2. Противоположность с латинским языком
В этом отношении греческий язык представляет собою полную противоположность латинскому языку, который в этой области всегда проводит правило о последовательности времен (т.н. consecutio temporum), являющееся в то же время и commutatio modorum, т.е. заменой наклонений. По-латыни, если в главном предложении стоит quaerit, то в строгой классической латыни никаких других времен и наклонений, кроме conj. praes., perf. и формы на -urus sim в придаточном предложении не может быть поставлено. Если спрашивается о моем настоящем действии, то мы ставим только quaerit, quid scribam; если о прошедшем, то только quaerit, quid scripserim; и если о будущем, то только quaerit, quid scripturus sim. Coответственно после исторических quaerebat или quaesivit можно ставить только quid scriberem, scripsissem, scripturus essem и больше никаких других форм. Следовательно, в греческом языке, если когда-нибудь и стоит конъюнктив в придаточном предложении, то вовсе не потому, что это формально требуется данным управляющим глаголом, но только потому, что сама действительность, выраженная этим придаточным предложением, не есть действительность фактическая, выражаемая обычно индикативом, а действительность только еще ожидаемая, обсуждаемая, требуемая и т.д., которая и в главных предложениях выражается тоже конъюнктивом.

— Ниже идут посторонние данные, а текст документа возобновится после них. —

//! Run configuration: the form and output layouts plus output naming.
//!
//! Loaded from an optional JSON file; keys left out fall back to the
//! expert registration defaults.

use std::path::Path;

use anyhow::{Context, Result, bail};
use roster_model::{FormConfig, OutputLayout};
use roster_output::DEFAULT_SHEET_NAME;
use serde::{Deserialize, Serialize};

/// File name of the consolidated workbook inside the source folder.
pub const DEFAULT_OUTPUT_FILE: &str = "output.xlsx";

#[derive(Debug, Clone, PartialEq, Serialize, Deserialize)]
#[serde(default)]
pub struct RosterConfig {
    pub form: FormConfig,
    pub output: OutputLayout,
    pub sheet_name: String,
    /// Used when no explicit output path is given.
    pub output_file: String,
}

impl Default for RosterConfig {
    fn default() -> Self {
        Self {
            form: FormConfig::expert_form(),
            output: OutputLayout::expert_roster(),
            sheet_name: DEFAULT_SHEET_NAME.to_string(),
            output_file: DEFAULT_OUTPUT_FILE.to_string(),
        }
    }
}

impl RosterConfig {
    /// Reads the configuration at `path`, or the defaults when `None`.
    pub fn load(path: Option<&Path>) -> Result<Self> {
        let Some(path) = path else {
            return Ok(Self::default());
        };
        let text = std::fs::read_to_string(path)
            .with_context(|| format!("read config {}", path.display()))?;
        Self::from_json_str(&text).with_context(|| format!("load config {}", path.display()))
    }

    pub fn from_json_str(text: &str) -> Result<Self> {
        let config: Self = serde_json::from_str(text).context("parse config JSON")?;
        config.validate()?;
        Ok(config)
    }

    pub fn validate(&self) -> Result<()> {
        self.form.validate().context("invalid form layout")?;
        self.output.validate().context("invalid output layout")?;
        if self.sheet_name.trim().is_empty() {
            bail!("sheet name must not be empty");
        }
        if self.output_file.trim().is_empty() {
            bail!("output file name must not be empty");
        }
        Ok(())
    }
}
use std::path::PathBuf;

use rust_xlsxwriter::XlsxError;
use thiserror::Error;

/// Errors raised while building or saving the consolidated workbook.
#[derive(Debug, Error)]
pub enum OutputError {
    /// The destination's parent directory does not exist.
    #[error("output directory not found: {path}")]
    DirectoryNotFound { path: PathBuf },

    /// The sheet name was rejected (too long, or contains `[]:*?/\`).
    #[error("invalid sheet name '{name}': {source}")]
    SheetName {
        name: String,
        #[source]
        source: XlsxError,
    },

    /// A row has more rows or columns than a worksheet allows.
    #[error("cannot write cell at row {row}, column {column}: {source}")]
    Cell {
        row: usize,
        column: u16,
        #[source]
        source: XlsxError,
    },

    /// Saving the workbook failed.
    #[error("failed to save workbook {path}: {source}")]
    Save {
        path: PathBuf,
        #[source]
        source: XlsxError,
    },
}

pub type Result<T> = std::result::Result<T, OutputError>;
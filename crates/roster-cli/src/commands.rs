use anyhow::Result;
use comfy_table::{Cell, Table};
use tracing::{info, info_span};

use roster_cli::config::RosterConfig;
use roster_cli::pipeline::{discover, extract_all, write_output};
use roster_core::RecordExtractor;
use roster_model::column_letters;

use crate::cli::{ExtractArgs, LayoutArgs};
use crate::summary::{apply_table_style, header_cell};
use crate::types::RunResult;

pub fn run_layout(args: &LayoutArgs) -> Result<()> {
    let config = RosterConfig::load(args.config.as_deref())?;
    print_layout(&config);
    Ok(())
}

pub fn run_extract(args: &ExtractArgs) -> Result<RunResult> {
    let source_dir = &args.source_dir;
    let run_span = info_span!("run", dir = %source_dir.display());
    let _run_guard = run_span.enter();

    let config = effective_config(args)?;
    let output_path = args
        .output
        .clone()
        .unwrap_or_else(|| source_dir.join(&config.output_file));

    let paths = discover(source_dir, &output_path)?;
    let extractor = RecordExtractor::new(config.form.clone());
    let batch = extract_all(&paths, &extractor);

    let written = if args.dry_run {
        info!("dry run, output not written");
        false
    } else {
        let rows = write_output(
            &output_path,
            &config.sheet_name,
            &batch.result_set,
            &config.output,
        )?;
        info!(path = %output_path.display(), rows, "roster written");
        true
    };

    Ok(RunResult {
        source_dir: source_dir.clone(),
        output_path,
        written,
        total_records: batch.record_count(),
        has_errors: batch.has_failures(),
        sources: batch.sources,
    })
}

/// Loaded configuration with command-line overrides applied.
fn effective_config(args: &ExtractArgs) -> Result<RosterConfig> {
    let mut config = RosterConfig::load(args.config.as_deref())?;
    if let Some(name) = &args.sheet_name {
        config.sheet_name.clone_from(name);
    }
    if args.header {
        config.output.include_header = true;
    }
    config.validate()?;
    Ok(config)
}

fn print_layout(config: &RosterConfig) {
    let form = &config.form;
    println!("Anchor label: {}", form.anchor_label);

    let mut input = Table::new();
    input.set_header(vec![
        header_cell("Field"),
        header_cell("Row offset"),
        header_cell("Column offset"),
        header_cell("Role"),
    ]);
    apply_table_style(&mut input);
    for entry in form.layout.iter() {
        let role = if entry.field == form.name_field {
            "name"
        } else if entry.field == form.id_field {
            "ID number"
        } else {
            ""
        };
        input.add_row(vec![
            Cell::new(&entry.field),
            Cell::new(entry.row_offset),
            Cell::new(entry.col_offset),
            Cell::new(role),
        ]);
    }
    for derived in [
        &form.derived.document_type,
        &form.derived.nationality,
        &form.derived.sex,
        &form.derived.birth_date,
    ] {
        input.add_row(vec![
            Cell::new(derived),
            Cell::new("-"),
            Cell::new("-"),
            Cell::new("derived"),
        ]);
    }
    println!("{input}");

    let layout = &config.output;
    println!(
        "Output sheet: {} (column base {}, header {})",
        config.sheet_name,
        layout.base.offset(),
        if layout.include_header { "on" } else { "off" }
    );
    let mut output = Table::new();
    output.set_header(vec![
        header_cell("Field"),
        header_cell("Column"),
        header_cell("Sheet column"),
    ]);
    apply_table_style(&mut output);
    for entry in &layout.columns {
        let sheet_column = u32::from(layout.sheet_column(entry.column)) + 1;
        output.add_row(vec![
            Cell::new(&entry.field),
            Cell::new(entry.column),
            Cell::new(column_letters(sheet_column)),
        ]);
    }
    println!("{output}");
}

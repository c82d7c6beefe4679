//! Expert roster consolidator CLI.

use clap::Parser;
use roster_cli::logging::init_logging;

mod cli;
mod commands;
mod summary;
mod types;

use crate::cli::{Cli, Command};
use crate::commands::{run_extract, run_layout};
use crate::summary::print_summary;

fn main() {
    let cli = Cli::parse();
    cli.color.write_global();
    let log_config = cli.log_config();
    if let Err(error) = init_logging(&log_config) {
        eprintln!("error: failed to initialize logging: {error}");
        std::process::exit(1);
    }
    let exit_code = match cli.command {
        Command::Extract(args) => match run_extract(&args) {
            Ok(result) => {
                print_summary(&result);
                if result.has_errors { 1 } else { 0 }
            }
            Err(error) => {
                eprintln!("error: {error:#}");
                1
            }
        },
        Command::Layout(args) => match run_layout(&args) {
            Ok(()) => 0,
            Err(error) => {
                eprintln!("error: {error:#}");
                1
            }
        },
    };
    std::process::exit(exit_code);
}
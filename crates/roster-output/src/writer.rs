//! Consolidated workbook writer.

use std::path::Path;

use roster_model::OutputRow;
use rust_xlsxwriter::Workbook;
use tracing::{debug, info};

use crate::error::{OutputError, Result};

/// Default name of the consolidated sheet.
pub const DEFAULT_SHEET_NAME: &str = "人员信息";

/// Builds a single-sheet workbook holding `rows` from the first sheet row down.
///
/// Unset and empty cells are left blank.
pub fn build_workbook(sheet_name: &str, rows: &[OutputRow]) -> Result<Workbook> {
    let mut workbook = Workbook::new();
    let worksheet = workbook.add_worksheet();
    worksheet
        .set_name(sheet_name)
        .map_err(|source| OutputError::SheetName {
            name: sheet_name.to_string(),
            source,
        })?;

    for (index, row) in rows.iter().enumerate() {
        let sheet_row = u32::try_from(index).unwrap_or(u32::MAX);
        for (column, value) in row.cells() {
            if value.is_empty() {
                continue;
            }
            worksheet
                .write_string(sheet_row, column, value)
                .map_err(|source| OutputError::Cell {
                    row: index,
                    column,
                    source,
                })?;
        }
    }
    debug!(sheet = %sheet_name, rows = rows.len(), "worksheet built");
    Ok(workbook)
}

/// Writes `rows` to a new workbook at `path`, replacing any existing file.
pub fn write_workbook(path: &Path, sheet_name: &str, rows: &[OutputRow]) -> Result<()> {
    if let Some(parent) = path.parent()
        && !parent.as_os_str().is_empty()
        && !parent.is_dir()
    {
        return Err(OutputError::DirectoryNotFound {
            path: parent.to_path_buf(),
        });
    }

    let mut workbook = build_workbook(sheet_name, rows)?;
    workbook.save(path).map_err(|source| OutputError::Save {
        path: path.to_path_buf(),
        source,
    })?;
    info!(path = %path.display(), rows = rows.len(), "workbook written");
    Ok(())
}

#[cfg(test)]
mod tests {
    use super::*;

    #[test]
    fn rejects_invalid_sheet_name() {
        let result = build_workbook("bad[name]", &[]);
        assert!(matches!(result, Err(OutputError::SheetName { .. })));
    }

    #[test]
    fn missing_parent_directory_is_reported() {
        let dir = tempfile::TempDir::new().unwrap();
        let path = dir.path().join("missing").join("output.xlsx");
        let result = write_workbook(&path, DEFAULT_SHEET_NAME, &[OutputRow::label("a")]);
        assert!(matches!(result, Err(OutputError::DirectoryNotFound { .. })));
        assert!(!path.exists());
    }
}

3. Глубокий смысл этого явления
То, что греческий язык в данном случае старательно избегает выражать формальную зависимость главных и придаточных предложений, а выражает здесь только фактическую зависимость объективных действий, о которых говорят главные и придаточные предложения, свидетельствует о необычайной склонности греков к изображению объективной действительности и к отодвиганию на задний план всякого рода формальных или субъективных подходов к этой действительности. Это явление глубоко коренится в самом мировоззрении греков. Эту наглядность, конкретность, объективность можно находить и в других областях греческого сознания, как, например, в греческой философии, которая с самого начала была учением о материальных стихиях и которая, даже когда перешла от материализма к идеализму, нисколько не переставала проводить первенство объективного бытия над человеческим субъектом и над всяким формалистическим построением. То же самое мы находим и в греческом искусстве, которое прославилось своей скульптурой, т.е. таким же методом объективно-телесного и материального изображения действительности. Такой же объективизм и такую же слабую оценку формальных связей мы находим и во всех других областях греческой культуры, особенно доклассического и классического периода.
4. Внутренний паратаксис
Если отдать себе полный отчет в этом способе соединения главного и придаточного предложения в греческом языке, то окажется, что единственным признаком этого соединения является только союз, которым вводится придаточное предложение. Однако в таком случае основным способом объединения главного предложения с придаточным является в греческом языке не подчинение, гипотаксис, но сочинение, паратаксис.
В самом деле, если мы возьмем предложение «Когда (epeidē) Дарий умер, воцарился Артаксеркс» и другое предложение «Дарий умер, и (cai) воцарился Артаксеркс», то союз epeidē отличается от союза cai в этих предложениях не синтаксически, но лексически. Такое подчинение предложений, носящее исключительно внешний характер, можно назвать внутренним паратаксисом.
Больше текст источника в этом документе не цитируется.